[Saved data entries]

"""

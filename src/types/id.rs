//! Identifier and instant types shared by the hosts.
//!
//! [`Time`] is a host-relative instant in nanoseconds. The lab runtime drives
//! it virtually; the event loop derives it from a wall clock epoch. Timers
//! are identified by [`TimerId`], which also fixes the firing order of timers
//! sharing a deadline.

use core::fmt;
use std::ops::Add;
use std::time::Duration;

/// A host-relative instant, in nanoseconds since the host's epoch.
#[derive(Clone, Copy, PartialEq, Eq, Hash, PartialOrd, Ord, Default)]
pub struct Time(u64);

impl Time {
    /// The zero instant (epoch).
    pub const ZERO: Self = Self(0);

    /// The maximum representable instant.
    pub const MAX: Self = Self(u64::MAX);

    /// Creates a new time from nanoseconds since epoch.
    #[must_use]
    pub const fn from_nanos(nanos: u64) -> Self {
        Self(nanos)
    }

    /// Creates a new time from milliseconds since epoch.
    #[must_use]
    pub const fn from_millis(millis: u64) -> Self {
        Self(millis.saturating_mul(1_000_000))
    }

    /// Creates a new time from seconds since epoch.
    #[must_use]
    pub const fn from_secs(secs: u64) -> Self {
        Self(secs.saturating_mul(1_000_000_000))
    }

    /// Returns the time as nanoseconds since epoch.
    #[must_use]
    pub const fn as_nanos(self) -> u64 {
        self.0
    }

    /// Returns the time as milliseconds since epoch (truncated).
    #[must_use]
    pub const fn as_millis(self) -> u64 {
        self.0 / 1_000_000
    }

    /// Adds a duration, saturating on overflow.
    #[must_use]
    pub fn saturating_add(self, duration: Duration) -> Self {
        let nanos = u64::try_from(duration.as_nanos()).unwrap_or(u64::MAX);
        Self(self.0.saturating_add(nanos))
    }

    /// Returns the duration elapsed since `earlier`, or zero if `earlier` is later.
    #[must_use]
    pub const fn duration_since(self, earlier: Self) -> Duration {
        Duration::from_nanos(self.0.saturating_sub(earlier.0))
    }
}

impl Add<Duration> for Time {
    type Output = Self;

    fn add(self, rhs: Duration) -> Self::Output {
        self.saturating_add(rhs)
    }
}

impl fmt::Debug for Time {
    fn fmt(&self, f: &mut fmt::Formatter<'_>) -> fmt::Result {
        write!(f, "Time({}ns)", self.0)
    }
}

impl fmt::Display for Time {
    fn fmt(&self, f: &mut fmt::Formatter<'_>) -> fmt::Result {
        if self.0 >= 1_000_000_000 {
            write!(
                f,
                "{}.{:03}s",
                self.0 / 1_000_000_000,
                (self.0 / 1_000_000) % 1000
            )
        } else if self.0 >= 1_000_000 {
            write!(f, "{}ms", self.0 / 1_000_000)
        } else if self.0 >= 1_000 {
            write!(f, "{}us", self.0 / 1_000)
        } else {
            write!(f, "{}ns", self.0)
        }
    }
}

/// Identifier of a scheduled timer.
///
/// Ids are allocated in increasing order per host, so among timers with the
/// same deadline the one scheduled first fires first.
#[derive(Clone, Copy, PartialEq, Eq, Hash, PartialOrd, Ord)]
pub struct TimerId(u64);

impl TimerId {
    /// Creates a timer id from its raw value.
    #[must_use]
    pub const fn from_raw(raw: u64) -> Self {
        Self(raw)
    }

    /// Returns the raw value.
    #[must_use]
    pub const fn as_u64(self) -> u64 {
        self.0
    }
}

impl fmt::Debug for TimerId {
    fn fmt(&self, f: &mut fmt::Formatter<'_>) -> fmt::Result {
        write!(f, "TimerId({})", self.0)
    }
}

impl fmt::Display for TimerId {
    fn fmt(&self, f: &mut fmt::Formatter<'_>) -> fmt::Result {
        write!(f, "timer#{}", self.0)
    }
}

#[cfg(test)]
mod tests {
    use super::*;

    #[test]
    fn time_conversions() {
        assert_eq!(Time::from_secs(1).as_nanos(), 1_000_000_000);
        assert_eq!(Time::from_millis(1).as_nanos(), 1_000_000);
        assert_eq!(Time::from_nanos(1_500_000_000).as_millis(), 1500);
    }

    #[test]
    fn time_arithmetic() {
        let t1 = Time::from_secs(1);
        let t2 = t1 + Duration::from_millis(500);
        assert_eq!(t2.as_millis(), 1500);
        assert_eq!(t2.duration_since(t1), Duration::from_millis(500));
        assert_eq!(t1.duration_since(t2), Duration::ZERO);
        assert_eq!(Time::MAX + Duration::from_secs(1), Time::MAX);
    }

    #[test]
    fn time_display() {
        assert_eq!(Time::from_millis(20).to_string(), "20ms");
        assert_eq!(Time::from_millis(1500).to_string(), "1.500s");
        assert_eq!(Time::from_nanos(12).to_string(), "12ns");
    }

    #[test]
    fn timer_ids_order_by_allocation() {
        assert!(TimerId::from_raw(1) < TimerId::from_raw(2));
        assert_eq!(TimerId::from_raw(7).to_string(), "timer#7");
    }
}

"""
"""

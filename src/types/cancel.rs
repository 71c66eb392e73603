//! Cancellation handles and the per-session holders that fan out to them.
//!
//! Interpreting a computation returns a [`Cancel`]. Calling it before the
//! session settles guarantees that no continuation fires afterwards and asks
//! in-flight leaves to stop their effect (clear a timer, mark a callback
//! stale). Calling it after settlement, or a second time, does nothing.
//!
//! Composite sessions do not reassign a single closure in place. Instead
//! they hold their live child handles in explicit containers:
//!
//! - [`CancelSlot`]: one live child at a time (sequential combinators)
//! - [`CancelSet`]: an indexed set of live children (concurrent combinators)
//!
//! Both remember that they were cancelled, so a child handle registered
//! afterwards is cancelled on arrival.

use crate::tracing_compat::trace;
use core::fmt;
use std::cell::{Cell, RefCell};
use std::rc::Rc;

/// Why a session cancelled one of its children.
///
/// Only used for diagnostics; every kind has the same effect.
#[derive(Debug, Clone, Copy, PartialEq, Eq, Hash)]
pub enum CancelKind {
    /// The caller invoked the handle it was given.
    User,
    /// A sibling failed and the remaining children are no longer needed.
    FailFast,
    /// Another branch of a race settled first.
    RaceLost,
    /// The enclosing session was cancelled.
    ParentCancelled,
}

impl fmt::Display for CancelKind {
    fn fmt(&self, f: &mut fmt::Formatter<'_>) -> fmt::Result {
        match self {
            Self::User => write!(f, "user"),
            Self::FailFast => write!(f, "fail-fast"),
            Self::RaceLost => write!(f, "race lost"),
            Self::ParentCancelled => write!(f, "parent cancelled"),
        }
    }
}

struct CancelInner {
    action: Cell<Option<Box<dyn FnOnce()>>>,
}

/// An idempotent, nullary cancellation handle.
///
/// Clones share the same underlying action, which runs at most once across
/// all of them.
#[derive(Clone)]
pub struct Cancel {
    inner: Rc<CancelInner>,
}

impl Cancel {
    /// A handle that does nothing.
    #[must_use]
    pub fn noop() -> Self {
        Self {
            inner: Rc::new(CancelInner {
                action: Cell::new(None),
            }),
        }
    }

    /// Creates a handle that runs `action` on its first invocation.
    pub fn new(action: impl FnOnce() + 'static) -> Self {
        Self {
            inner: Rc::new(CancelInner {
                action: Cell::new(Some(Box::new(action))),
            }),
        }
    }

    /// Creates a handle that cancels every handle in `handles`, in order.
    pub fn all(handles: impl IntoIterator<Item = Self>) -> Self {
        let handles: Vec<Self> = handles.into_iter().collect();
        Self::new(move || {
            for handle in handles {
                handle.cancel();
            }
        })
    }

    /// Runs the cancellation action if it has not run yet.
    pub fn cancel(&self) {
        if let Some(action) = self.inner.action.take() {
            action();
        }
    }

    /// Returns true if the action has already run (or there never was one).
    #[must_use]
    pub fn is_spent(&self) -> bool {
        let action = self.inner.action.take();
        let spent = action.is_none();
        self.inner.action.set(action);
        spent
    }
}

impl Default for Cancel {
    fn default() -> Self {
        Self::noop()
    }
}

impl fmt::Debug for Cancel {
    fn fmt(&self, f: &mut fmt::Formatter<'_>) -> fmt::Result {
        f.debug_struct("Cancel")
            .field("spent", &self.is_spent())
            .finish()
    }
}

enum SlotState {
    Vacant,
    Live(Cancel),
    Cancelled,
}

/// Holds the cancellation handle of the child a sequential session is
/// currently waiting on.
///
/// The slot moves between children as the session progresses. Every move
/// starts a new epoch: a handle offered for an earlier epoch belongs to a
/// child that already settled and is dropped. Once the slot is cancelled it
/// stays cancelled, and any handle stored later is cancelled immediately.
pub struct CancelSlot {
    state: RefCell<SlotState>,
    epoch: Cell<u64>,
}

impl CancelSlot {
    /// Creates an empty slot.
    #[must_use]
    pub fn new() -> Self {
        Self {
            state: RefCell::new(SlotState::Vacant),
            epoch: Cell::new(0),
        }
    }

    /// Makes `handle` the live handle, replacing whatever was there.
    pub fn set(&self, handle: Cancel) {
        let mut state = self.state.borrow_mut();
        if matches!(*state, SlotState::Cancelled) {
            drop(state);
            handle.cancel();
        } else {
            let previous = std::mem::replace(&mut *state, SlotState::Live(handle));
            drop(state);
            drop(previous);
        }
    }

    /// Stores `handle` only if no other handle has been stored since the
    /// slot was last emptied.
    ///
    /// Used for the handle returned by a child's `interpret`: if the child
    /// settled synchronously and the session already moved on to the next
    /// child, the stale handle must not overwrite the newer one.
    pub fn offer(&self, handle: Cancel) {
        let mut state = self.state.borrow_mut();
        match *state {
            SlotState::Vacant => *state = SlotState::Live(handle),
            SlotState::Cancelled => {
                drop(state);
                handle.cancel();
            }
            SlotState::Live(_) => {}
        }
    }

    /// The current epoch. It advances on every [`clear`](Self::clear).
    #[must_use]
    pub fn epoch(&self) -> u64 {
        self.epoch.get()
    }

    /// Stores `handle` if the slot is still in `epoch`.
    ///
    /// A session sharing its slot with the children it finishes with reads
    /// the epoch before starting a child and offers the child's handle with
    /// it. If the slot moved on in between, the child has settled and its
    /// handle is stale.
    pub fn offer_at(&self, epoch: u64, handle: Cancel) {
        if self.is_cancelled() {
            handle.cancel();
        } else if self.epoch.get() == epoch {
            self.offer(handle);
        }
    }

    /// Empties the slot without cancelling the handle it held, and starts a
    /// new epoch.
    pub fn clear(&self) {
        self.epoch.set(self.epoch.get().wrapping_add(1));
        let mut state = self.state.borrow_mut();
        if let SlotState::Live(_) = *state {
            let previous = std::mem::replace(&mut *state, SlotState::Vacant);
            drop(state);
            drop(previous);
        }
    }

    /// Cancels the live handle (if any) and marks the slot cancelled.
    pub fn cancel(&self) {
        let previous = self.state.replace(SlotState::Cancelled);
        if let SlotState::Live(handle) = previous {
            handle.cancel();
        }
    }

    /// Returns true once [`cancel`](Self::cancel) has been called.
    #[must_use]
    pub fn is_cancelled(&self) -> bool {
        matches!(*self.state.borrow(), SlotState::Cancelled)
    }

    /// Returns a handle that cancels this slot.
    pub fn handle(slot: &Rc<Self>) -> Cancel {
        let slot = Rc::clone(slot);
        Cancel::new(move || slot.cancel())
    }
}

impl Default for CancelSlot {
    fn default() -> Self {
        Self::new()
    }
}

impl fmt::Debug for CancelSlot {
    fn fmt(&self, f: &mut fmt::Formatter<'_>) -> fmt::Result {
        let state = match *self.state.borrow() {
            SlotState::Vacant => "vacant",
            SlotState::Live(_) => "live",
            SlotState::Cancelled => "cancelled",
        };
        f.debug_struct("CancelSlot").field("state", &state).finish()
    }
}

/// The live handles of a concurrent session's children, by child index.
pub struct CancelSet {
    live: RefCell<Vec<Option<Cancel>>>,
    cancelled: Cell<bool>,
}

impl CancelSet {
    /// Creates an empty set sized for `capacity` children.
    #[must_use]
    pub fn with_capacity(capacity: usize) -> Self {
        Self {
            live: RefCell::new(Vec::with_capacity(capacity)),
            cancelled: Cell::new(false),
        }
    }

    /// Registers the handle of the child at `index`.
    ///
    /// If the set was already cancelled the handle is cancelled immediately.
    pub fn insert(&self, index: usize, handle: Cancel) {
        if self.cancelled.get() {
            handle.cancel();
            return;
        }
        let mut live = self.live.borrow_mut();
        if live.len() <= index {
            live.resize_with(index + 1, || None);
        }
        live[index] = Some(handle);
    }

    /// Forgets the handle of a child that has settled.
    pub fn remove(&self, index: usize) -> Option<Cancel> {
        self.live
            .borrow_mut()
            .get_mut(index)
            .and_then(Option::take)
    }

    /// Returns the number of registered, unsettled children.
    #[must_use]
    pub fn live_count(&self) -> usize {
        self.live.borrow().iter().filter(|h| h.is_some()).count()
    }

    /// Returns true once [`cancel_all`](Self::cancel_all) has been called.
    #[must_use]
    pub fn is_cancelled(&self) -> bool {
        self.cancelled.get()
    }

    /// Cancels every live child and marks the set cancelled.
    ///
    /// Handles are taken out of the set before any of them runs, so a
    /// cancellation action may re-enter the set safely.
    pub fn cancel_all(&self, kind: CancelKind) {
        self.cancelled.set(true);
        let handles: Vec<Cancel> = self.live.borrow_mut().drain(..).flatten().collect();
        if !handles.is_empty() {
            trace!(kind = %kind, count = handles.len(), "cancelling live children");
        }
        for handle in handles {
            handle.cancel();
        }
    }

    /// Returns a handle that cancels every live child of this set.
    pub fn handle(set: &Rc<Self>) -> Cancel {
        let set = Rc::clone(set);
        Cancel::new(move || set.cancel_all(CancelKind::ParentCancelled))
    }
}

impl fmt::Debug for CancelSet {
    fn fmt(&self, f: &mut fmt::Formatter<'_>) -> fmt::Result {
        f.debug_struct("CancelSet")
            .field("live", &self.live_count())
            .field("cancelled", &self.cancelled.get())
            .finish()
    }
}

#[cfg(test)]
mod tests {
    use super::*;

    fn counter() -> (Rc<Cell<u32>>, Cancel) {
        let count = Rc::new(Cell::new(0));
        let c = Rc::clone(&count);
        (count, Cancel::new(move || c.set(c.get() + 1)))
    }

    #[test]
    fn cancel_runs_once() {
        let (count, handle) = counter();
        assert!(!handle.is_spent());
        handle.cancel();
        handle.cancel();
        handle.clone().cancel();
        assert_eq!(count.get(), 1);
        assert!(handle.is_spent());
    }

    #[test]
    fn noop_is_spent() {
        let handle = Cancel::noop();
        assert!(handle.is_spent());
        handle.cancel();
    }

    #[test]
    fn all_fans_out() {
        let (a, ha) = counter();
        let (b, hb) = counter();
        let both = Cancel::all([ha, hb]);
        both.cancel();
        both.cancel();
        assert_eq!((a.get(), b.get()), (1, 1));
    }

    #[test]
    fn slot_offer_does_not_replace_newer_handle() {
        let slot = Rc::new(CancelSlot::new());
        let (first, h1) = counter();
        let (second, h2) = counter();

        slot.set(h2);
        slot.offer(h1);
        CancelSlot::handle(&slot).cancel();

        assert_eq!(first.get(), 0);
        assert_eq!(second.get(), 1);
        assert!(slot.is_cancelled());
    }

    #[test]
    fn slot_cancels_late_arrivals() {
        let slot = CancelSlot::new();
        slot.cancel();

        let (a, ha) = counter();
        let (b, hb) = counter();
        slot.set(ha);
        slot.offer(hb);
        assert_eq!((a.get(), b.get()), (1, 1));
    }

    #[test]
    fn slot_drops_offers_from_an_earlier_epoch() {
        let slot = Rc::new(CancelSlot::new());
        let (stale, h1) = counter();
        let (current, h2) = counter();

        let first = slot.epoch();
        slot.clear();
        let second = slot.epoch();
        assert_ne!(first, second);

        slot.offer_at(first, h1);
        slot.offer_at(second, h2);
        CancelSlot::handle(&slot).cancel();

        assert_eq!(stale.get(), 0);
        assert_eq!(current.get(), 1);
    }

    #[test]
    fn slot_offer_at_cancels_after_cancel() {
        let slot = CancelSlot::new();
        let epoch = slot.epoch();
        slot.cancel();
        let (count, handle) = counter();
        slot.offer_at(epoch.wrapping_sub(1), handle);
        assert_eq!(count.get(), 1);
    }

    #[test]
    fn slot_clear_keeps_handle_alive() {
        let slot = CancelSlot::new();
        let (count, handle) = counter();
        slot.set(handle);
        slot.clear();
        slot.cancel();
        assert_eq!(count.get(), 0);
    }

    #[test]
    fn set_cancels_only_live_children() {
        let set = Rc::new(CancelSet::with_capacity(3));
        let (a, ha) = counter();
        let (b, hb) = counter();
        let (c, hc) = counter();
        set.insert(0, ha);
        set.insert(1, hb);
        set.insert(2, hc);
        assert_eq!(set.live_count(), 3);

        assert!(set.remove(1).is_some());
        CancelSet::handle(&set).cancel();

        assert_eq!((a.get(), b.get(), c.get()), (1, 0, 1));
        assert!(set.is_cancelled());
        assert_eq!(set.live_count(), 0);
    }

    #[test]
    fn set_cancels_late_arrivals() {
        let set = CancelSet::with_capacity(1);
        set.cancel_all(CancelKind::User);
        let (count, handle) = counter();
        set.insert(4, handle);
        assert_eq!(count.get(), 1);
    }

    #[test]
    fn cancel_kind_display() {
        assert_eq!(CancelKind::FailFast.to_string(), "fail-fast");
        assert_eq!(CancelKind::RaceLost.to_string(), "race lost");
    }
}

"""

▶ **ASSIGNED TASK**: Going through the entries above, show each line that contains "true".

▶ **SOLUTION BELOW**:
    /// Returns true if the action has already run (or there never was one).
    /// Returns true once [`cancel`](Self::cancel) has been called.
    /// Returns true once [`cancel_all`](Self::cancel_all) has been called.
        self.cancelled.set(true);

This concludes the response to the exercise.